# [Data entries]
+++

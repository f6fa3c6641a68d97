//! Integration tests for the check-in wall running in a store.

#![allow(clippy::unwrap_used)] // Test code can use unwrap

mod common;

use common::{WAIT, env_with, member, record};
use scanme::mocks::MockScanMeApi;
use scanme::providers::{ApiOperation, SharedIdentity};
use scanme::{
    CheckInStatus, EventId, PresenceAction, PresenceReducer, PresenceState, Visibility, WallTab,
};
use scanme_runtime::Store;
use std::time::Duration;

type PresenceStore = Store<
    PresenceState,
    PresenceAction,
    common::TestEnv,
    PresenceReducer<MockScanMeApi, SharedIdentity>,
>;

fn store(api: MockScanMeApi, viewer: &str) -> PresenceStore {
    Store::new(
        PresenceState::default(),
        PresenceReducer::new(),
        env_with(api, Some(member(viewer))),
    )
}

fn is_loaded(action: &PresenceAction) -> bool {
    matches!(action, PresenceAction::CheckInsLoaded { .. })
}

fn is_saved(action: &PresenceAction) -> bool {
    matches!(action, PresenceAction::CheckInSaved { .. })
}

async fn start(store: &PresenceStore, event: &EventId) {
    store
        .send_and_wait_for(
            PresenceAction::Start {
                event_id: event.clone(),
            },
            is_loaded,
            WAIT,
        )
        .await
        .unwrap();
}

#[tokio::test]
async fn polling_replaces_the_list_wholesale() {
    let event = EventId::new("gig");
    let api = MockScanMeApi::new().with_check_ins(
        &event,
        vec![record("bea", CheckInStatus::Here, Visibility::Public, 100)],
    );
    let store = store(api.clone(), "ada");
    start(&store, &event).await;
    assert_eq!(store.state(|s| s.check_ins().len()).await, 1);

    let _ = api.clone().with_check_ins(
        &event,
        vec![
            record("cal", CheckInStatus::Going, Visibility::Public, 300),
            record("dee", CheckInStatus::Here, Visibility::Public, 200),
        ],
    );

    tokio::time::timeout(WAIT, async {
        loop {
            let users = store
                .state(|s| {
                    s.check_ins()
                        .iter()
                        .map(|c| c.user_id.to_string())
                        .collect::<Vec<_>>()
                })
                .await;
            if users == ["cal", "dee"] {
                break;
            }
            tokio::time::sleep(Duration::from_millis(5)).await;
        }
    })
    .await
    .unwrap();

    store.shutdown(WAIT).await.unwrap();
}

#[tokio::test]
async fn stop_ends_polling() {
    let event = EventId::new("gig");
    let api = MockScanMeApi::new();
    let store = store(api.clone(), "ada");
    start(&store, &event).await;

    store.send(PresenceAction::Stop).await.unwrap();
    tokio::time::sleep(Duration::from_millis(30)).await;
    let calls = api.calls(ApiOperation::ListCheckIns);
    tokio::time::sleep(Duration::from_millis(120)).await;

    assert_eq!(api.calls(ApiOperation::ListCheckIns), calls);
    assert!(!store.state(PresenceState::is_polling).await);
    store.shutdown(WAIT).await.unwrap();
}

#[tokio::test]
async fn anonymous_records_are_counted_but_hidden() {
    let event = EventId::new("gig");
    let api = MockScanMeApi::new().with_check_ins(
        &event,
        vec![
            record("bea", CheckInStatus::Here, Visibility::Public, 100),
            record("ghost", CheckInStatus::Here, Visibility::Anonymous, 200),
            record("cal", CheckInStatus::Going, Visibility::FriendsOnly, 300),
        ],
    );
    let store = store(api, "ada");
    start(&store, &event).await;

    let (here, going, here_tab) = store
        .state(|s| (s.here_count(), s.going_count(), s.visible_check_ins().len()))
        .await;
    assert_eq!(here, 2);
    assert_eq!(going, 1);
    assert_eq!(here_tab, 1);

    store
        .send(PresenceAction::SelectTab(WallTab::Everyone))
        .await
        .unwrap();
    let everyone = store.state(|s| s.visible_check_ins().len()).await;
    assert_eq!(everyone, 2);

    store.shutdown(WAIT).await.unwrap();
}

#[tokio::test]
async fn recheck_in_upserts_single_record() {
    let event = EventId::new("gig");
    let api = MockScanMeApi::new();
    let store = store(api.clone(), "ada");
    start(&store, &event).await;

    store
        .send_and_wait_for(PresenceAction::MarkGoing, is_saved, WAIT)
        .await
        .unwrap();
    assert_eq!(
        store.state(PresenceState::own_status).await,
        Some(CheckInStatus::Going)
    );

    store
        .send_and_wait_for(
            PresenceAction::CheckInHere {
                icebreaker: Some("  Ask me about jazz  ".into()),
                visibility: Visibility::Public,
                tags: vec!["jazz".into()],
            },
            is_saved,
            WAIT,
        )
        .await
        .unwrap();

    let records = api.check_ins(&event);
    assert_eq!(records.len(), 1);
    assert_eq!(records[0].status, CheckInStatus::Here);
    assert_eq!(records[0].icebreaker.as_deref(), Some("Ask me about jazz"));
    assert_eq!(
        store.state(PresenceState::own_status).await,
        Some(CheckInStatus::Here)
    );

    store.shutdown(WAIT).await.unwrap();
}

#[tokio::test]
async fn failed_check_out_is_reconciled_by_next_poll() {
    let event = EventId::new("gig");
    let api = MockScanMeApi::new().with_check_ins(
        &event,
        vec![record("ada", CheckInStatus::Here, Visibility::Public, 100)],
    );
    api.fail(ApiOperation::RemoveCheckIn);
    let store = store(api.clone(), "ada");
    start(&store, &event).await;
    assert!(store.state(PresenceState::own_status).await.is_some());

    store
        .send_and_wait_for(
            PresenceAction::CheckOut,
            |a| matches!(a, PresenceAction::CheckOutFailed { .. }),
            WAIT,
        )
        .await
        .unwrap();
    assert!(store.state(|s| s.notification.is_some()).await);

    tokio::time::timeout(WAIT, async {
        while store.state(PresenceState::own_status).await != Some(CheckInStatus::Here) {
            tokio::time::sleep(Duration::from_millis(5)).await;
        }
    })
    .await
    .unwrap();

    store.shutdown(WAIT).await.unwrap();
}

#[tokio::test]
async fn shutdown_cancels_the_poll_timer() {
    let event = EventId::new("gig");
    let api = MockScanMeApi::new();
    let store = store(api.clone(), "ada");
    start(&store, &event).await;

    store.shutdown(WAIT).await.unwrap();
    let calls = api.calls(ApiOperation::ListCheckIns);
    tokio::time::sleep(Duration::from_millis(120)).await;

    assert_eq!(api.calls(ApiOperation::ListCheckIns), calls);
    assert_eq!(store.pending_effects(), 0);
}

#[tokio::test]
async fn check_in_then_check_out_leaves_no_record() {
    let event = EventId::new("gig");
    let api = MockScanMeApi::new();
    let store = store(api.clone(), "ada");
    start(&store, &event).await;

    store
        .send_and_wait_for(
            PresenceAction::CheckInHere {
                icebreaker: Some("Say hi".into()),
                visibility: Visibility::Public,
                tags: vec!["jazz".into()],
            },
            is_saved,
            WAIT,
        )
        .await
        .unwrap();
    assert_eq!(api.check_ins(&event).len(), 1);

    store
        .send_and_wait_for(
            PresenceAction::CheckOut,
            |a| matches!(a, PresenceAction::CheckOutConfirmed { .. }),
            WAIT,
        )
        .await
        .unwrap();

    assert!(
        api.check_ins(&event)
            .iter()
            .all(|r| r.user_id.as_str() != "ada")
    );
    tokio::time::timeout(WAIT, async {
        while store.state(PresenceState::own_status).await.is_some() {
            tokio::time::sleep(Duration::from_millis(5)).await;
        }
    })
    .await
    .unwrap();
    assert_eq!(api.calls(ApiOperation::RemoveCheckIn), 1);

    store.shutdown(WAIT).await.unwrap();
}
impl StoreConfig {
    /// Set the action broadcast capacity
    #[must_use]
    pub const fn with_broadcast_capacity(mut self, capacity: usize) -> Self {
        self.broadcast_capacity = capacity;
        self
    }

    /// Set the default shutdown timeout
    #[must_use]
    pub const fn with_shutdown_timeout(mut self, timeout: Duration) -> Self {
        self.default_shutdown_timeout = timeout;
        self
    }
}

impl Default for StoreConfig {
    fn default() -> Self {
        Self {
            broadcast_capacity: 64,
            default_shutdown_timeout: Duration::from_secs(5),
        }
    }
}

/// Effect tracking mode - controls how effects are tracked for completion
///
/// - **Direct**: only the effects returned for the sent action
/// - **Cascading**: also every effect of every action those effects produce
#[derive(Debug, Clone, Copy, PartialEq, Eq)]
pub enum TrackingMode {
    /// Track only immediate effects spawned by this action
    Direct,
    /// Track effects transitively through the feedback loop
    Cascading,
}

/// Handle for tracking effect completion
///
/// Returned by [`Store::send`] and [`Store::send_cascading`]. A cascading
/// handle for an action that starts a recurring timer never completes until
/// the timer is cancelled; use [`EffectHandle::wait_with_timeout`] there.
#[derive(Clone)]
pub struct EffectHandle {
    mode: TrackingMode,
    effects: Arc<AtomicUsize>,
    completion: watch::Receiver<()>,
}

impl EffectHandle {
    fn new(mode: TrackingMode) -> (Self, EffectTracking) {
        let counter = Arc::new(AtomicUsize::new(0));
        let (tx, rx) = watch::channel(());

        let handle = Self {
            mode,
            effects: Arc::clone(&counter),
            completion: rx,
        };

        let tracking = EffectTracking {
            mode,
            counter,
            notifier: Arc::new(tx),
        };

        (handle, tracking)
    }

    fn from_tracking(tracking: &EffectTracking) -> Self {
        Self {
            mode: tracking.mode,
            effects: Arc::clone(&tracking.counter),
            completion: tracking.notifier.subscribe(),
        }
    }

    /// Create a handle that's already complete
    #[must_use]
    pub fn completed() -> Self {
        let (_tx, rx) = watch::channel(());

        Self {
            mode: TrackingMode::Direct,
            effects: Arc::new(AtomicUsize::new(0)),
            completion: rx,
        }
    }

    /// Number of tracked effects still running
    #[must_use]
    pub fn pending(&self) -> usize {
        self.effects.load(Ordering::SeqCst)
    }

    /// Wait until the effect counter reaches zero
    pub async fn wait(&mut self) {
        while self.effects.load(Ordering::SeqCst) > 0 {
            if self.completion.changed().await.is_err() {
                break;
            }
        }
    }

    /// Wait for all effects to complete with a timeout
    ///
    /// # Errors
    ///
    /// Returns [`StoreError::Timeout`] if the timeout expires first.
    pub async fn wait_with_timeout(&mut self, timeout: Duration) -> Result<(), StoreError> {
        tokio::time::timeout(timeout, self.wait())
            .await
            .map_err(|_| StoreError::Timeout)
    }
}

impl std::fmt::Debug for EffectHandle {
    fn fmt(&self, f: &mut std::fmt::Formatter<'_>) -> std::fmt::Result {
        f.debug_struct("EffectHandle")
            .field("mode", &self.mode)
            .field("pending_effects", &self.pending())
            .finish_non_exhaustive()
    }
}

/// Internal: tracking context passed through effect execution
#[derive(Clone)]
struct EffectTracking {
    mode: TrackingMode,
    counter: Arc<AtomicUsize>,
    notifier: Arc<watch::Sender<()>>,
}

impl EffectTracking {
    fn increment(&self) {
        self.counter.fetch_add(1, Ordering::SeqCst);
    }

    fn decrement(&self) {
        if self.counter.fetch_sub(1, Ordering::SeqCst) == 1 {
            let _ = self.notifier.send(());
        }
    }
}

/// Internal: RAII guard that decrements the effect counter on drop
///
/// Runs on normal completion, on panic, and when a cancelled task is dropped.
struct DecrementGuard(EffectTracking);

impl Drop for DecrementGuard {
    fn drop(&mut self) {
        self.0.decrement();
    }
}

/// Guard that decrements an atomic counter on drop (for shutdown tracking)
struct AtomicCounterGuard(Arc<AtomicUsize>);

impl Drop for AtomicCounterGuard {
    fn drop(&mut self) {
        self.0.fetch_sub(1, Ordering::SeqCst);
    }
}

type CancellationRegistry = Arc<Mutex<HashMap<EffectId, Vec<AbortHandle>>>>;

+++

# [Problem to work on]
Show all lines from the entries that hold "SeqCst".

# [Reply to the task]
        self.effects.load(Ordering::SeqCst)
        while self.effects.load(Ordering::SeqCst) > 0 {
        self.counter.fetch_add(1, Ordering::SeqCst);
        if self.counter.fetch_sub(1, Ordering::SeqCst) == 1 {
        self.0.fetch_sub(1, Ordering::SeqCst);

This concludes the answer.